The overall CPI increased 0.3 percent in April on a seasonally adjusted basis after rising 1.2 percent in March, BLS reported. Over the last 12 months, the CPI was up an unadjusted 8.3 percent.

The core index, minus food and energy, rose 0.6 percent in April following a 0.3 percent gain in March. Indexes for shelter, airline fares, new vehicles, medical care, recreation, and household furnishings and operations all contributed to the increased in April, outweighing declined in apparel, communication, and used cars and trucks.

“While it is heartening to see that annual inflation moderated in April, the fact remains that inflation is unacceptably high,” President Biden said. “Inflation is a challenge for families across the country and bringing it down is my top economic priority. This starts with the Federal Reserve, which plays a primary role in fighting inflation in our country…While I will never interfere with the Fed’s independence, I believe we have built a strong economy and a strong labor market, and I agree with what Chairman Powell said last week that the number one threat to that strength is inflation. I am confident the Fed will do its job with that in mind.”

Biden said beyond the Fed, his inflation plan is focused on lowering the costs that families face and lowering the federal deficit, noting that the Congressional Budget Office reported that the federal budget deficit in the first seven months of this fiscal year fell $1.5 trillion. The CBO also confirmed that the budget deficit so far this year is lower than it was during the same period in 2019, before the pandemic began.

The president called on Congress to pass the bipartisan innovation bill to bolster U.S. supply chains and make more in America, along with legislation that cuts costs and cuts the deficit, reducing families’ prescription drug and utility bills and restoring fairness to the tax code.

Tim Drayson, chief U.S. economist for global asset manager Legal & General Investment Management, agreed that the Fed’s best chance to meet its inflation target without a recession is if goods prices fall rapidly.

“It should help that used car prices are easing back, but the overall outlook is very uncertain,” Drayson said. “Other rises in goods price should begin to slow as inventories recover, yet with elevated commodity prices and additional supply chain disruptions, prices are unlikely to actually decline.”

The CPI rose 8.3 percent for the year through April, a smaller increase than the 8.5 percent figure for the period ending in March.
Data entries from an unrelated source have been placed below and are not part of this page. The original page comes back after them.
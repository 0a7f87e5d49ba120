//! Payment collaborator
//!
//! The booking flow only needs two operations from the payment service:
//! charge a deposit and refund it. Charge idempotency for a repeated
//! idempotency key is the collaborator's contract; the coordinator does
//! not re-validate it.

use async_trait::async_trait;
use rust_decimal::Decimal;
use serde::{Deserialize, Serialize};
use thiserror::Error;
use tracing::info;
use uuid::Uuid;

use crate::utils::AppResponse;

#[derive(Debug, Clone, Serialize)]
#[serde(rename_all = "camelCase")]
pub struct ChargeRequest {
    #[serde(with = "rust_decimal::serde::float")]
    pub amount: Decimal,
    pub currency: String,
    pub payment_token: String,
    pub idempotency_key: Option<String>,
    pub description: Option<String>,
}

#[derive(Debug, Clone, Serialize, Deserialize)]
#[serde(rename_all = "camelCase")]
pub struct ChargeResponse {
    pub payment_intent_id: String,
    pub status: String,
    #[serde(with = "rust_decimal::serde::float")]
    pub amount: Decimal,
}

#[derive(Debug, Clone, Serialize)]
#[serde(rename_all = "camelCase")]
pub struct RefundRequest {
    pub payment_intent_id: String,
    #[serde(with = "rust_decimal::serde::float_option")]
    pub amount: Option<Decimal>,
}

#[derive(Debug, Clone, Serialize, Deserialize)]
#[serde(rename_all = "camelCase")]
pub struct RefundResponse {
    pub refund_id: String,
    pub status: String,
}

/// Payment collaborator errors
#[derive(Debug, Error)]
pub enum PaymentError {
    #[error("payment service unreachable: {0}")]
    Unreachable(String),

    #[error("payment declined: {0}")]
    Declined(String),
}

#[async_trait]
pub trait PaymentGateway: Send + Sync {
    async fn charge(&self, request: ChargeRequest) -> Result<ChargeResponse, PaymentError>;
    async fn refund(&self, request: RefundRequest) -> Result<RefundResponse, PaymentError>;
}

// ── HTTP gateway ────────────────────────────────────────────────────

/// Gateway talking to the payment service over HTTP
pub struct HttpPaymentGateway {
    client: reqwest::Client,
    base_url: String,
}

impl HttpPaymentGateway {
    pub fn new(base_url: impl Into<String>) -> Self {
        Self {
            client: reqwest::Client::new(),
            base_url: base_url.into(),
        }
    }

    async fn post<Req: Serialize, Resp: for<'de> Deserialize<'de>>(
        &self,
        path: &str,
        request: &Req,
    ) -> Result<Resp, PaymentError> {
        let url = format!("{}{}", self.base_url, path);
        let response = self
            .client
            .post(&url)
            .json(request)
            .send()
            .await
            .map_err(|e| PaymentError::Unreachable(e.to_string()))?;

        if !response.status().is_success() {
            return Err(PaymentError::Declined(format!(
                "payment service returned {}",
                response.status()
            )));
        }

        let envelope: AppResponse<Resp> = response
            .json()
            .await
            .map_err(|e| PaymentError::Unreachable(format!("invalid payment response: {e}")))?;

        match envelope.data {
            Some(data) if envelope.success => Ok(data),
            _ => Err(PaymentError::Declined(
                envelope
                    .error
                    .unwrap_or_else(|| "payment service rejected the request".to_string()),
            )),
        }
    }
}

#[async_trait]
impl PaymentGateway for HttpPaymentGateway {
    async fn charge(&self, request: ChargeRequest) -> Result<ChargeResponse, PaymentError> {
        self.post("/api/payments/charge", &request).await
    }

    async fn refund(&self, request: RefundRequest) -> Result<RefundResponse, PaymentError> {
        self.post("/api/payments/refund", &request).await
    }
}

// ── Dev gateway ─────────────────────────────────────────────────────

/// Simulated gateway for development: every charge and refund succeeds
/// with a fake reference, mirroring a sandbox payment provider.
#[derive(Debug, Default)]
pub struct DevPaymentGateway;

impl DevPaymentGateway {
    pub fn new() -> Self {
        Self
    }
}

#[async_trait]
impl PaymentGateway for DevPaymentGateway {
    async fn charge(&self, request: ChargeRequest) -> Result<ChargeResponse, PaymentError> {
        let payment_intent_id = format!("pi_dev_{}", Uuid::new_v4().simple());
        info!(
            amount = %request.amount,
            currency = %request.currency,
            payment_intent_id = %payment_intent_id,
            "DEV MODE: simulated charge"
        );
        Ok(ChargeResponse {
            payment_intent_id,
            status: "captured".to_string(),
            amount: request.amount,
        })
    }

    async fn refund(&self, request: RefundRequest) -> Result<RefundResponse, PaymentError> {
        let refund_id = format!("re_dev_{}", Uuid::new_v4().simple());
        info!(
            payment_intent_id = %request.payment_intent_id,
            refund_id = %refund_id,
            "DEV MODE: simulated refund"
        );
        Ok(RefundResponse {
            refund_id,
            status: "refunded".to_string(),
        })
    }
}
//! Inventory API Handlers

use axum::{
    Json,
    extract::{Path, Query, State},
};
use serde::Serialize;
use uuid::Uuid;

use shared::event::BookingEvent;
use shared::request::{AvailabilityQuery, HoldRequest, ValidateHoldQuery};
use shared::response::{AvailabilityResponse, HoldResponse};

use crate::core::ServerState;
use crate::holds::HoldOutcome;
use crate::utils::{AppError, AppResponse, AppResult, ok};

/// GET /api/inventory/availability - 查询可用槽位 (读穿缓存)
pub async fn availability(
    State(state): State<ServerState>,
    Query(query): Query<AvailabilityQuery>,
) -> AppResult<Json<AppResponse<AvailabilityResponse>>> {
    let response = state
        .availability
        .get(&query)
        .await
        .map_err(|e| AppError::database(e.to_string()))?;
    Ok(ok(response))
}

/// POST /api/inventory/hold - 占用槽位 (SET NX + TTL)
pub async fn acquire_hold(
    State(state): State<ServerState>,
    Json(request): Json<HoldRequest>,
) -> AppResult<Json<AppResponse<HoldResponse>>> {
    match state.holds.acquire(request.slot_id, request.user_id).await {
        HoldOutcome::Acquired { token, expires_at } => Ok(ok(HoldResponse {
            hold_token: token,
            expires_at,
            slot_id: request.slot_id,
        })),
        HoldOutcome::Denied => Err(AppError::conflict("Slot already held by another diner")),
    }
}

#[derive(Serialize)]
#[serde(rename_all = "camelCase")]
pub struct MessageResponse {
    pub message: String,
}

/// DELETE /api/inventory/hold/{slot_id} - 提前释放占用
pub async fn release_hold(
    State(state): State<ServerState>,
    Path(slot_id): Path<Uuid>,
) -> AppResult<Json<AppResponse<MessageResponse>>> {
    state.holds.release(slot_id).await;

    state.events.publish(BookingEvent::SlotReleased {
        slot_id,
        reason: Some("Released by user".to_string()),
    });

    Ok(ok(MessageResponse {
        message: "Hold released".to_string(),
    }))
}

#[derive(Serialize)]
#[serde(rename_all = "camelCase")]
pub struct ValidateHoldResponse {
    pub valid: bool,
}

/// GET /api/inventory/hold/{slot_id}/validate - 校验占用令牌
pub async fn validate_hold(
    State(state): State<ServerState>,
    Path(slot_id): Path<Uuid>,
    Query(query): Query<ValidateHoldQuery>,
) -> AppResult<Json<AppResponse<ValidateHoldResponse>>> {
    // A store failure reads as "not valid" here; the booking path applies
    // its own degradation policy via the coordinator
    let valid = state
        .holds
        .validate(slot_id, &query.hold_token)
        .await
        .unwrap_or(false);
    Ok(ok(ValidateHoldResponse { valid }))
}
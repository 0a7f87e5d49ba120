//! Reservations API 模块 - 预订关键路径
//!
//! POST /api/reservations 是三层防超订协议的入口：
//! 幂等键 → 占用校验 → 账本唯一约束。

mod handler;

use axum::{
    Router,
    routing::{get, post},
};

use crate::core::ServerState;

pub fn router() -> Router<ServerState> {
    Router::new().nest("/api/reservations", routes())
}

fn routes() -> Router<ServerState> {
    Router::new()
        .route("/", post(handler::create))
        .route("/{id}", get(handler::get_by_id))
        .route("/{id}/cancel", post(handler::cancel))
        .route("/user/{user_id}", get(handler::list_for_user))
        .route("/confirm/{code}", get(handler::lookup_by_code))
}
The energy index was up 30.3 percent over the last year and the food index increased 9.4 percent, the largest 12-month increase since the period ending April 1981.

The energy index, important for business operations and logistics, declined 2.7 percent in April after rising 11 percent in March. The gasoline index fell 6.1 percent after increasing 18.3 percent the prior month. The other major energy component indexes increased in April–natural gas rose 3.1 percent and electricity increased 0.7 percent.